===== Given entries
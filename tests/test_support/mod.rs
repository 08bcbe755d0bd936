// Copyright 2025 The Shelf Authors.
//
// Licensed under the Apache License, Version 2.0 (the "License");
// you may not use this file except in compliance with the License.
// You may obtain a copy of the License at
//
//     http://www.apache.org/licenses/LICENSE-2.0
//
// Unless required by applicable law or agreed to in writing, software
// distributed under the License is distributed on an "AS IS" BASIS,
// WITHOUT WARRANTIES OR CONDITIONS OF ANY KIND, either express or implied.
// See the License for the specific language governing permissions and
// limitations under the License.

//! Shared helpers for router-level integration tests.

#![allow(dead_code)]

use axum::body::{to_bytes, Body};
use axum::http::{Request, StatusCode};
use axum::Router;
use serde_json::Value;
use tempfile::TempDir;
use tower::ServiceExt;

use shelf_server::config::{
    CollectionConfig, RateLimitConfig, ShelfServerConfig, StoreConfig,
};
use shelf_server::{server, SchemaKind};

/// A router wired to stores under a temp directory that lives as long as the
/// test does.
pub struct TestServer {
    pub router: Router,
    pub config: ShelfServerConfig,
    pub dir: TempDir,
}

/// Configuration serving all four builtin collections out of a temp dir.
pub fn test_config(dir: &TempDir) -> ShelfServerConfig {
    let path = |name: &str| dir.path().join(format!("{name}.json"));
    ShelfServerConfig {
        host: "127.0.0.1".to_string(),
        port: 8080,
        log_level: "info".to_string(),
        api_token: None,
        uploads_dir: dir.path().join("uploads"),
        rate_limit: None,
        collections: vec![
            CollectionConfig {
                name: "customers".to_string(),
                schema: SchemaKind::Customers,
                store: StoreConfig::JsonFile {
                    path: path("customers"),
                },
            },
            CollectionConfig {
                name: "employees".to_string(),
                schema: SchemaKind::Employees,
                store: StoreConfig::JsonFile {
                    path: path("employees"),
                },
            },
            CollectionConfig {
                name: "books".to_string(),
                schema: SchemaKind::Books,
                store: StoreConfig::JsonFile { path: path("books") },
            },
            CollectionConfig {
                name: "products".to_string(),
                schema: SchemaKind::Products,
                store: StoreConfig::Memory {
                    seed: seed_products(),
                },
            },
        ],
    }
}

pub fn seed_products() -> Vec<shelf_server::Record> {
    [
        serde_json::json!({"id": 1, "name": "Laptop", "price": 50000, "category": "electronics"}),
        serde_json::json!({"id": 2, "name": "Mobile", "price": 20000, "category": "electronics"}),
    ]
    .iter()
    .filter_map(|v| v.as_object().cloned())
    .collect()
}

/// Build a test server over the default test configuration.
pub async fn test_server() -> TestServer {
    let dir = TempDir::new().expect("Failed to create temp dir");
    let config = test_config(&dir);
    build(dir, config).await
}

/// Build a test server over a caller-adjusted configuration.
pub async fn test_server_with<F>(adjust: F) -> TestServer
where
    F: FnOnce(&mut ShelfServerConfig),
{
    let dir = TempDir::new().expect("Failed to create temp dir");
    let mut config = test_config(&dir);
    adjust(&mut config);
    build(dir, config).await
}

async fn build(dir: TempDir, config: ShelfServerConfig) -> TestServer {
    let registry = server::build_registry(&config)
        .await
        .expect("Failed to load collections");
    let router = server::build_app(&config, registry).expect("Failed to build app");
    TestServer {
        router,
        config,
        dir,
    }
}

/// Convenience: a rate limit config usable in tests.
pub fn small_rate_limit(max_requests: u32) -> RateLimitConfig {
    RateLimitConfig {
        max_requests,
        window_secs: 60,
    }
}

async fn body_json(response: axum::response::Response) -> Value {
    let bytes = to_bytes(response.into_body(), usize::MAX).await.unwrap();
    if bytes.is_empty() {
        Value::Null
    } else {
        serde_json::from_slice(&bytes).unwrap_or(Value::Null)
    }
}

/// Send a request with no body; returns status and parsed JSON (null when
/// the body is empty or not JSON).
pub async fn send(router: &Router, method: &str, uri: &str) -> (StatusCode, Value) {
    let response = router
        .clone()
        .oneshot(
            Request::builder()
                .method(method)
                .uri(uri)
                .body(Body::empty())
                .unwrap(),
        )
        .await
        .unwrap();
    let status = response.status();
    (status, body_json(response).await)
}

/// Send a JSON body.
pub async fn send_json(
    router: &Router,
    method: &str,
    uri: &str,
    body: Value,
) -> (StatusCode, Value) {
    let response = router
        .clone()
        .oneshot(
            Request::builder()
                .method(method)
                .uri(uri)
                .header("content-type", "application/json")
                .body(Body::from(body.to_string()))
                .unwrap(),
        )
        .await
        .unwrap();
    let status = response.status();
    (status, body_json(response).await)
}

/// Send a request with arbitrary extra headers and no body.
pub async fn send_with_headers(
    router: &Router,
    method: &str,
    uri: &str,
    headers: &[(&str, &str)],
) -> (StatusCode, Value) {
    let mut builder = Request::builder().method(method).uri(uri);
    for (name, value) in headers {
        builder = builder.header(*name, *value);
    }
    let response = router
        .clone()
        .oneshot(builder.body(Body::empty()).unwrap())
        .await
        .unwrap();
    let status = response.status();
    (status, body_json(response).await)
}

/// Multipart upload with a single `photo` file field.
pub async fn send_photo(
    router: &Router,
    method: &str,
    uri: &str,
    file_name: &str,
    bytes: &[u8],
) -> (StatusCode, Value) {
    let boundary = "shelf-test-boundary";
    let mut body = Vec::new();
    body.extend_from_slice(format!("--{boundary}\r\n").as_bytes());
    body.extend_from_slice(
        format!("Content-Disposition: form-data; name=\"photo\"; filename=\"{file_name}\"\r\n")
            .as_bytes(),
    );
    body.extend_from_slice(b"Content-Type: application/octet-stream\r\n\r\n");
    body.extend_from_slice(bytes);
    body.extend_from_slice(format!("\r\n--{boundary}--\r\n").as_bytes());

    let response = router
        .clone()
        .oneshot(
            Request::builder()
                .method(method)
                .uri(uri)
                .header(
                    "content-type",
                    format!("multipart/form-data; boundary={boundary}"),
                )
                .body(Body::from(body))
                .unwrap(),
        )
        .await
        .unwrap();
    let status = response.status();
    (status, body_json(response).await)
}

/// The §8 scenario customer.
pub fn vinod() -> Value {
    serde_json::json!({
        "name": "Vinod",
        "city": "Bangalore",
        "email": "vinod@vinod.co",
        "phone": "9731424784"
    })
}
==========
**Problem**
Check each line of the material for the word "boundary". Copy the ones that have it.

**Written solution**
    let boundary = "shelf-test-boundary";
    body.extend_from_slice(format!("--{boundary}\r\n").as_bytes());
    body.extend_from_slice(format!("\r\n--{boundary}--\r\n").as_bytes());
                    format!("multipart/form-data; boundary={boundary}"),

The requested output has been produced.